*** Provided data Section Begins ***

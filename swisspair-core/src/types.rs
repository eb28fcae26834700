/// Players are identified by caller-provided `i64` IDs (assigned by whatever
/// store registered them). The core treats a `Player` as an opaque value and
/// never looks at the name.
#[derive(Debug, Clone, PartialEq, Eq, Hash)]
#[cfg_attr(feature = "serde", derive(serde::Serialize, serde::Deserialize))]
pub struct Player {
    pub id: i64,
    pub name: String,
}

impl Player {
    pub fn new(id: i64, name: impl Into<String>) -> Self {
        Player { id, name: name.into() }
    }
}

/// Outcome of a single played match.
///
/// The pairing engine only cares that the two players met; which one won
/// matters to standings computation.
#[derive(Debug, Clone, Copy, PartialEq, Eq)]
#[cfg_attr(feature = "serde", derive(serde::Serialize, serde::Deserialize))]
pub struct MatchRecord {
    pub winner: i64,
    pub loser: i64,
}

impl MatchRecord {
    pub fn new(winner: i64, loser: i64) -> Self {
        MatchRecord { winner, loser }
    }

    /// Whether this match was between `a` and `b`, in either role.
    pub fn involves(&self, a: i64, b: i64) -> bool {
        (self.winner == a && self.loser == b) || (self.winner == b && self.loser == a)
    }
}

/// One pairing for the next round.
///
/// `player1` is the entry that sat at the lower index of the working
/// standings when pairs were assembled.
#[derive(Debug, Clone, PartialEq, Eq)]
#[cfg_attr(feature = "serde", derive(serde::Serialize, serde::Deserialize))]
pub struct Pair {
    pub player1: Player,
    pub player2: Player,
}

impl Pair {
    /// Render as `(id1, name1, id2, name2)`.
    pub fn as_tuple(&self) -> (i64, &str, i64, &str) {
        (
            self.player1.id,
            self.player1.name.as_str(),
            self.player2.id,
            self.player2.name.as_str(),
        )
    }

    pub fn ids(&self) -> (i64, i64) {
        (self.player1.id, self.player2.id)
    }
}

/// Adjacent standings indices `(first, first + 1)` holding a rematch.
#[derive(Debug, Clone, Copy, PartialEq, Eq)]
pub struct ConflictIndex {
    pub first: usize,
    pub second: usize,
}

/// A single repair swap applied by the engine, by working-list index.
#[derive(Debug, Clone, Copy, PartialEq, Eq)]
#[cfg_attr(feature = "serde", derive(serde::Serialize, serde::Deserialize))]
pub struct Swap {
    /// Attempt number this swap was made on, starting at 1.
    pub attempt: usize,
    /// The two working-list indices whose entries were exchanged.
    pub positions: (usize, usize),
    /// IDs that sat at `positions` before the exchange.
    pub exchanged: (i64, i64),
}

/// Full outcome of a successful pairing run.
#[derive(Debug, Clone, PartialEq, Eq)]
#[cfg_attr(feature = "serde", derive(serde::Serialize, serde::Deserialize))]
pub struct PairingReport {
    pub pairs: Vec<Pair>,
    /// Number of repair swaps performed.
    pub attempts: usize,
    pub swaps: Vec<Swap>,
}
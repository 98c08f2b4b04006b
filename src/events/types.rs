//! World event records.

use std::collections::HashMap;
use serde::{Serialize, Deserialize};

use crate::time::WorldDate;

/// Categories of journal-worthy happenings.
#[derive(Clone, Copy, Debug, PartialEq, Eq, Hash, Serialize, Deserialize)]
pub enum EventCategory {
    Raid,
    Festival,
    Plague,
    Discovery,
    Merchant,
    Hero,
    Marriage,
    Birth,
    Evolution,
    Construction,
    TradeRoute,
    GhostTown,
    Shop,
}

/// One entry in the world event journal. Immutable once recorded.
#[derive(Clone, Debug, Serialize, Deserialize)]
pub struct WorldEvent {
    pub description: String,
    pub day: u32,
    pub year: u32,
    /// Wall-clock time the event was recorded, for display.
    pub timestamp: String,
    pub category: EventCategory,
    pub payload: HashMap<String, String>,
}

impl WorldEvent {
    pub fn new(category: EventCategory, date: WorldDate, description: String) -> Self {
        Self {
            description,
            day: date.day,
            year: date.year,
            timestamp: chrono::Local::now().format("%Y-%m-%d %H:%M:%S").to_string(),
            category,
            payload: HashMap::new(),
        }
    }

    /// Attach a payload entry.
    pub fn with_payload(mut self, key: &str, value: impl Into<String>) -> Self {
        self.payload.insert(key.to_string(), value.into());
        self
    }
}

#[cfg(test)]
mod tests {
    use super::*;

    #[test]
    fn test_event_carries_date() {
        let event = WorldEvent::new(
            EventCategory::Festival,
            WorldDate::new(42, 3),
            "A feast in Testville".to_string(),
        );
        assert_eq!(event.day, 42);
        assert_eq!(event.year, 3);
        assert!(!event.timestamp.is_empty());
    }

    #[test]
    fn test_event_payload() {
        let event = WorldEvent::new(
            EventCategory::Raid,
            WorldDate::origin(),
            "Raid!".to_string(),
        )
        .with_payload("settlement", "New Haven")
        .with_payload("casualties", "3");
        assert_eq!(event.payload.get("casualties").map(String::as_str), Some("3"));
    }
}
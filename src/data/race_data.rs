//! Race template data loaded from JSON.

use serde::{Serialize, Deserialize};
use std::collections::HashMap;

/// A race definition loaded from data files.
#[derive(Clone, Debug, Serialize, Deserialize)]
pub struct RaceTemplate {
    pub name: String,
    pub description: String,
    #[serde(default)]
    pub can_evolve: bool,
    /// Age past which old-age death rolls begin.
    pub max_age: u32,
    /// Bootstrap population range `[min, max)` for this race.
    pub initial_population: [u32; 2],
    pub base_stats: HashMap<String, i32>,
    #[serde(default)]
    pub starting_skills: Vec<String>,
    #[serde(default)]
    pub professions: Vec<String>,
    /// Evolution forms members of this race may grow into. Empty for
    /// base races that advance through professions instead.
    #[serde(default)]
    pub evolution_forms: Vec<String>,
}

/// Container for deserializing the races JSON file.
#[derive(Clone, Debug, Serialize, Deserialize)]
pub struct RacesFile {
    pub races: Vec<RaceTemplate>,
}
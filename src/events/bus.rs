//! Typed publish/subscribe registry for simulation notifications.
//!
//! Delivery is synchronous within the tick that raised the notification.
//! Mutation code buffers notifications on the world state; the simulation
//! root drains the buffer through this bus after each engine pass, so
//! subscribers only ever observe completed state changes.

use crate::entities::{NpcId, ShopId};
use crate::entities::npc::DeathCause;

/// Notifications published to subscribers.
#[derive(Clone, Debug, PartialEq)]
pub enum SimulationEvent {
    DayPassed { day: u32, year: u32 },
    YearPassed { year: u32 },
    NpcBorn { npc: NpcId, parents: (NpcId, NpcId) },
    NpcDied { npc: NpcId, cause: DeathCause },
    WorldEventLogged { description: String },
    ShopOpened { shop: ShopId, settlement: String },
    ShopClosed { shop: ShopId, reason: String },
    PriceChanged { item: String, old: f32, new: f32 },
}

/// Handle returned by [`EventBus::subscribe`], used to unsubscribe.
#[derive(Clone, Copy, Debug, PartialEq, Eq, Hash)]
pub struct SubscriberId(u64);

type Subscriber = Box<dyn FnMut(&SimulationEvent)>;

/// Synchronous event bus.
#[derive(Default)]
pub struct EventBus {
    subscribers: Vec<(SubscriberId, Subscriber)>,
    next_id: u64,
}

impl EventBus {
    pub fn new() -> Self {
        Self::default()
    }

    /// Register a subscriber; it is invoked for every published event.
    pub fn subscribe(&mut self, subscriber: Subscriber) -> SubscriberId {
        let id = SubscriberId(self.next_id);
        self.next_id += 1;
        self.subscribers.push((id, subscriber));
        id
    }

    /// Remove a subscriber. Returns whether it was registered.
    pub fn unsubscribe(&mut self, id: SubscriberId) -> bool {
        let before = self.subscribers.len();
        self.subscribers.retain(|(sid, _)| *sid != id);
        self.subscribers.len() != before
    }

    /// Deliver one event to every subscriber, in subscription order.
    pub fn publish(&mut self, event: &SimulationEvent) {
        for (_, subscriber) in &mut self.subscribers {
            subscriber(event);
        }
    }

    pub fn subscriber_count(&self) -> usize {
        self.subscribers.len()
    }
}
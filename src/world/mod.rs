//! The demographic registry: master store for NPCs and settlements.
//!
//! All mutation funnels through the methods here so that the settlement
//! population counters stay in step with the member lists, one increment
//! or decrement per event, never by rescanning.

use std::collections::HashMap;

use crate::entities::{IdGenerator, NpcId};
use crate::entities::npc::{DeathCause, Npc};
use crate::entities::settlement::Settlement;
use crate::events::{EventCategory, EventLog, SimulationEvent, WorldEvent};
use crate::time::WorldDate;

/// The live world: every NPC and settlement, the current date, and the
/// bounded event journal.
pub struct WorldState {
    pub date: WorldDate,
    pub npcs: HashMap<NpcId, Npc>,
    pub settlements: HashMap<String, Settlement>,
    pub event_log: EventLog,

    /// Notifications raised since the last dispatch, in order.
    outbox: Vec<SimulationEvent>,
    npc_ids: IdGenerator,
}

impl WorldState {
    pub fn new() -> Self {
        Self {
            date: WorldDate::origin(),
            npcs: HashMap::new(),
            settlements: HashMap::new(),
            event_log: EventLog::new(),
            outbox: Vec::new(),
            npc_ids: IdGenerator::new(),
        }
    }

    pub fn next_npc_id(&mut self) -> NpcId {
        NpcId(self.npc_ids.next_id())
    }

    /// File an NPC into the registry and its settlement.
    ///
    /// Membership and the population counter are updated together; an NPC
    /// whose settlement does not exist is kept but counted nowhere.
    pub fn insert_npc(&mut self, npc: Npc) -> NpcId {
        let id = npc.id;
        if let Some(settlement) = self.settlements.get_mut(&npc.settlement) {
            settlement.members.push(id);
            if npc.alive {
                settlement.population += 1;
            }
        }
        self.npcs.insert(id, npc);
        id
    }

    /// Kill an NPC: flag it dead, stamp the death record, and decrement its
    /// settlement's population exactly once. The record itself is retained.
    ///
    /// Returns `false` for unknown or already-dead NPCs.
    pub fn kill_npc(&mut self, id: NpcId, cause: DeathCause) -> bool {
        let date = self.date;
        let Some(npc) = self.npcs.get_mut(&id) else {
            return false;
        };
        if !npc.alive {
            return false;
        }
        npc.kill(date, cause);
        log::debug!("{} died ({})", npc.name, cause);
        let home = npc.settlement.clone();
        if let Some(settlement) = self.settlements.get_mut(&home) {
            settlement.population = settlement.population.saturating_sub(1);
        }
        self.outbox.push(SimulationEvent::NpcDied { npc: id, cause });
        true
    }

    /// Append a world event to the bounded journal and notify subscribers.
    pub fn record(&mut self, event: WorldEvent) {
        log::info!("[world event] {}", event.description);
        self.outbox.push(SimulationEvent::WorldEventLogged {
            description: event.description.clone(),
        });
        self.event_log.record(event);
    }

    /// Convenience wrapper around [`WorldState::record`] for plain events.
    pub fn record_event(&mut self, category: EventCategory, description: impl Into<String>) {
        self.record(WorldEvent::new(category, self.date, description.into()));
    }

    /// Queue a notification for the next dispatch.
    pub(crate) fn notify(&mut self, event: SimulationEvent) {
        self.outbox.push(event);
    }

    /// Drain all queued notifications, oldest first.
    pub(crate) fn take_notifications(&mut self) -> Vec<SimulationEvent> {
        std::mem::take(&mut self.outbox)
    }

    // === Read-only queries ===

    pub fn npc(&self, id: NpcId) -> Option<&Npc> {
        self.npcs.get(&id)
    }

    pub fn npc_mut(&mut self, id: NpcId) -> Option<&mut Npc> {
        self.npcs.get_mut(&id)
    }

    pub fn settlement(&self, name: &str) -> Option<&Settlement> {
        self.settlements.get(name)
    }

    pub fn settlement_mut(&mut self, name: &str) -> Option<&mut Settlement> {
        self.settlements.get_mut(name)
    }

    /// Settlement names in deterministic (sorted) order.
    pub fn settlement_names(&self) -> Vec<String> {
        let mut names: Vec<String> = self.settlements.keys().cloned().collect();
        names.sort();
        names
    }

    /// Number of living NPCs in the whole world.
    pub fn total_population(&self) -> usize {
        self.npcs.values().filter(|npc| npc.alive).count()
    }

    /// Living NPC counts grouped by race.
    pub fn population_by_race(&self) -> HashMap<String, usize> {
        let mut counts = HashMap::new();
        for npc in self.npcs.values().filter(|npc| npc.alive) {
            *counts.entry(npc.race.clone()).or_insert(0) += 1;
        }
        counts
    }

    /// The world counts as destroyed once nobody is left alive.
    pub fn is_world_destroyed(&self) -> bool {
        self.total_population() == 0
    }

    /// Living NPCs filed in a settlement. Unknown settlements yield nothing.
    pub fn npcs_in_settlement(&self, name: &str) -> Vec<&Npc> {
        let Some(settlement) = self.settlements.get(name) else {
            return Vec::new();
        };
        settlement
            .members
            .iter()
            .filter_map(|id| self.npcs.get(id))
            .filter(|npc| npc.alive)
            .collect()
    }

    /// Ids of living members of a settlement, in membership order.
    pub fn living_member_ids(&self, name: &str) -> Vec<NpcId> {
        self.npcs_in_settlement(name).iter().map(|npc| npc.id).collect()
    }

    /// Living NPC ids across the world in ascending id order, for
    /// deterministic batch iteration.
    pub fn living_npc_ids(&self) -> Vec<NpcId> {
        let mut ids: Vec<NpcId> = self
            .npcs
            .values()
            .filter(|npc| npc.alive)
            .map(|npc| npc.id)
            .collect();
        ids.sort();
        ids
    }
}

impl Default for WorldState {
    fn default() -> Self {
        Self::new()
    }
}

*** Provided data Section Ends ***

[What is expected]:
Scan the records for the string "WorldState". Copy each line in which it appears.

[Written reply]:
pub struct WorldState {
impl WorldState {
    /// Convenience wrapper around [`WorldState::record`] for plain events.
impl Default for WorldState {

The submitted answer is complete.